Robert F. Stellingwerf 1,3 

(1) Stellingwerf Consulting, Huntsville, Alabama, USA 



Abstract 

The classic problem of detection of periodic signals in the presence 
of noise becomes much more challenging if the observation times are 
themselves periodic, contain large gaps, or consist of data from several 
different instruments. For RR Lyrae light curves the additional attribute 
of highly non-sinusoidal variation adds another dimension. This memo 
discusses and contrasts Discrete Fourier, Periodogram, and Phase Dis- 
persion Minimization (PDM) analysis techniques. A new version of the 
PDM technique is described with tests and applications. 

1. Introduction 

This memo discusses the problem of detection of periodic components in variable 
star data sets.
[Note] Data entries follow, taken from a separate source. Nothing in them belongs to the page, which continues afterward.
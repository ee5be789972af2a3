//! # llmflow-rs
//!
//! The execution core of a visual Input → LLM → Output workflow builder.
//!
//! A workflow is a small graph edited elsewhere:
//! - **Input node**: holds the prompt text
//! - **LLM node**: holds the provider, API key, model, temperature and token limit
//! - **Output node**: receives the generated text (or an error) plus a loading flag
//!
//! One run validates the input and LLM nodes, calls the selected provider
//! once, and writes the outcome into the output node. Nodes are shared with
//! the editor through a copy-on-write [`NodeStore`], and every failure is
//! reported through a [`Notifier`].
//!
//! ## 🏗️ Feature Architecture
//!
//! ### Providers
//! - `openai`: OpenAI chat completions adapter
//! - `gemini`: Google Gemini content generation adapter
//!
//! ### Front End
//! - `cli`: the `llmflow` binary (`init`, `run`)
//!
//! ### Convenience Features
//! - `default`: `openai` + `gemini`
//! - `full`: everything
//!
//! Without any provider feature the crate still builds; runs then fail with
//! [`ProviderError::NotConfigured`] unless you register your own
//! [`LlmProvider`].
//!
//! ## 🚀 Quick Start
//!
//! ```toml
//! llmflow-rs = "0.1"
//! ```
//!
//! ## Example
//!
//! ```rust,no_run
//! use llmflow_rs::prelude::*;
//!
//! # async fn demo() -> LlmFlowResult<()> {
//! let mut graph = WorkflowGraph::initial();
//! graph.update_node_data("input-1", InputData::new("What is Rust?").to_data())?;
//! graph.update_node_data("llm-1", LlmConfig::new(Provider::OpenAi, "sk-...").to_data())?;
//!
//! let executor = WorkflowExecutor::from_settings(&ProviderSettings::from_env()?)?;
//! let ctx = WorkflowContext::with_nodes(graph.nodes);
//!
//! let nodes = executor.trigger(&ctx).await?;
//! if let Some(output) = first_of_kind(&nodes, NodeKind::Output) {
//!     println!("{}", output.output_data().value);
//! }
//! # Ok(())
//! # }
//! ```

// ============================================================================
// MODULES
// ============================================================================

pub mod config;
pub mod flow;
pub mod graph;
pub mod node;
pub mod notify;
pub mod provider;
pub mod shared_store;
pub mod validation;

// ============================================================================
// RE-EXPORTS
// ============================================================================

pub use config::ProviderSettings;
pub use flow::{ExecutionState, RunOutcome, WorkflowContext, WorkflowExecutor};
pub use graph::{Edge, WorkflowGraph};
pub use node::{
    InputData, LlmConfig, Node, NodeData, NodeKind, OutputData, Provider, first_of_kind,
};
pub use notify::{
    ChannelNotifier, MemoryNotifier, Notification, Notifier, Severity, TracingNotifier,
};
pub use provider::{LlmProvider, ProviderError, ProviderRegistry};
pub use shared_store::{NodeSnapshot, NodeStore};
pub use validation::{ValidationError, validate, validate_api_key};

/// OpenAI adapter
#[cfg(feature = "openai")]
pub use provider::OpenAiProvider;

/// Gemini adapter
#[cfg(feature = "gemini")]
pub use provider::GeminiProvider;

// ============================================================================
// CONVENIENCE RE-EXPORTS
// ============================================================================

/// Commonly used external types
pub use serde_json::Value as JsonValue;

/// Convenient re-exports for common types and traits
pub mod prelude {
    pub use crate::{
        Edge, ExecutionState, InputData, LlmConfig, LlmFlowError, LlmFlowResult, LlmProvider,
        MemoryNotifier, Node, NodeData, NodeKind, NodeStore, Notification, Notifier, OutputData,
        Provider, ProviderError, ProviderRegistry, ProviderSettings, RunOutcome, Severity,
        TracingNotifier, ValidationError, WorkflowContext, WorkflowExecutor, WorkflowGraph,
        first_of_kind, validate, validate_api_key,
    };

    #[cfg(feature = "openai")]
    pub use crate::OpenAiProvider;

    #[cfg(feature = "gemini")]
    pub use crate::GeminiProvider;

    pub use serde_json::Value as JsonValue;
}

// ============================================================================
// ERROR HANDLING
// ============================================================================

/// Result type alias for llmflow operations
pub type LlmFlowResult<T> = Result<T, LlmFlowError>;

/// Errors from the surfaces around a run: editing, persistence, configuration
/// and the run trigger.
///
/// Failures inside a run are never returned; they become notifications.
#[derive(Debug, thiserror::Error)]
pub enum LlmFlowError {
    /// Error during serialization/deserialization
    #[error("Serialization error: {0}")]
    SerializationError(#[from] serde_json::Error),

    /// Error reading or writing a workflow file
    #[error("I/O error: {0}")]
    Io(#[from] std::io::Error),

    /// No node with the given id
    #[error("Node not found: {0}")]
    NodeNotFound(String),

    /// Invalid configuration value
    #[error("Configuration error: {0}")]
    ConfigError(String),

    /// A triggered run is still in flight
    #[error("A workflow run is already in progress")]
    AlreadyRunning,
}

// ============================================================================
// INTEGRATION TESTS
// ============================================================================

#[cfg(test)]
mod tests {
    use super::*;

    #[test]
    fn test_error_conversion() {
        let json_error = serde_json::from_str::<serde_json::Value>("invalid json");
        assert!(json_error.is_err());

        let err: LlmFlowError = json_error.unwrap_err().into();
        assert!(matches!(err, LlmFlowError::SerializationError(_)));
    }

    #[test]
    fn test_error_messages() {
        assert_eq!(
            LlmFlowError::NodeNotFound("llm-9".to_string()).to_string(),
            "Node not found: llm-9"
        );
        assert_eq!(
            LlmFlowError::AlreadyRunning.to_string(),
            "A workflow run is already in progress"
        );
    }

    #[test]
    fn test_initial_graph_validates_as_missing_input() {
        let graph = WorkflowGraph::initial();
        let input = first_of_kind(&graph.nodes, NodeKind::Input).unwrap();
        let llm = first_of_kind(&graph.nodes, NodeKind::Llm).unwrap();
        assert_eq!(
            validate(&input.input_data(), &llm.llm_config()),
            Err(ValidationError::MissingInput)
        );
    }
}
This type of data tends to be highly non-sinusoidal, the period and the 
amplitude may change secularly or periodically, there may be multiple modes present, 
other types of variations due to companions, eclipses, etc. could occur, and the data set 
usually contains gaps, which themselves may contain periodic variations (daily, yearly, 
etc.). Although we will focus on RR Lyrae data, the techniques are applicable to other 
classes of stars and, indeed, other application areas as well. 



2. Types of Analyses 

2.1. Fourier Transform (FT, FFT) 

Most analyses of periodic signals depend on the classical techniques of Discrete 
Fourier Transforms (FT). An FT analysis decomposes the time data into a sum of sine 
and/or cosine components whose coefficients represent the amplitude of each frequency 
in the expansion. These coefficients are computed as follows.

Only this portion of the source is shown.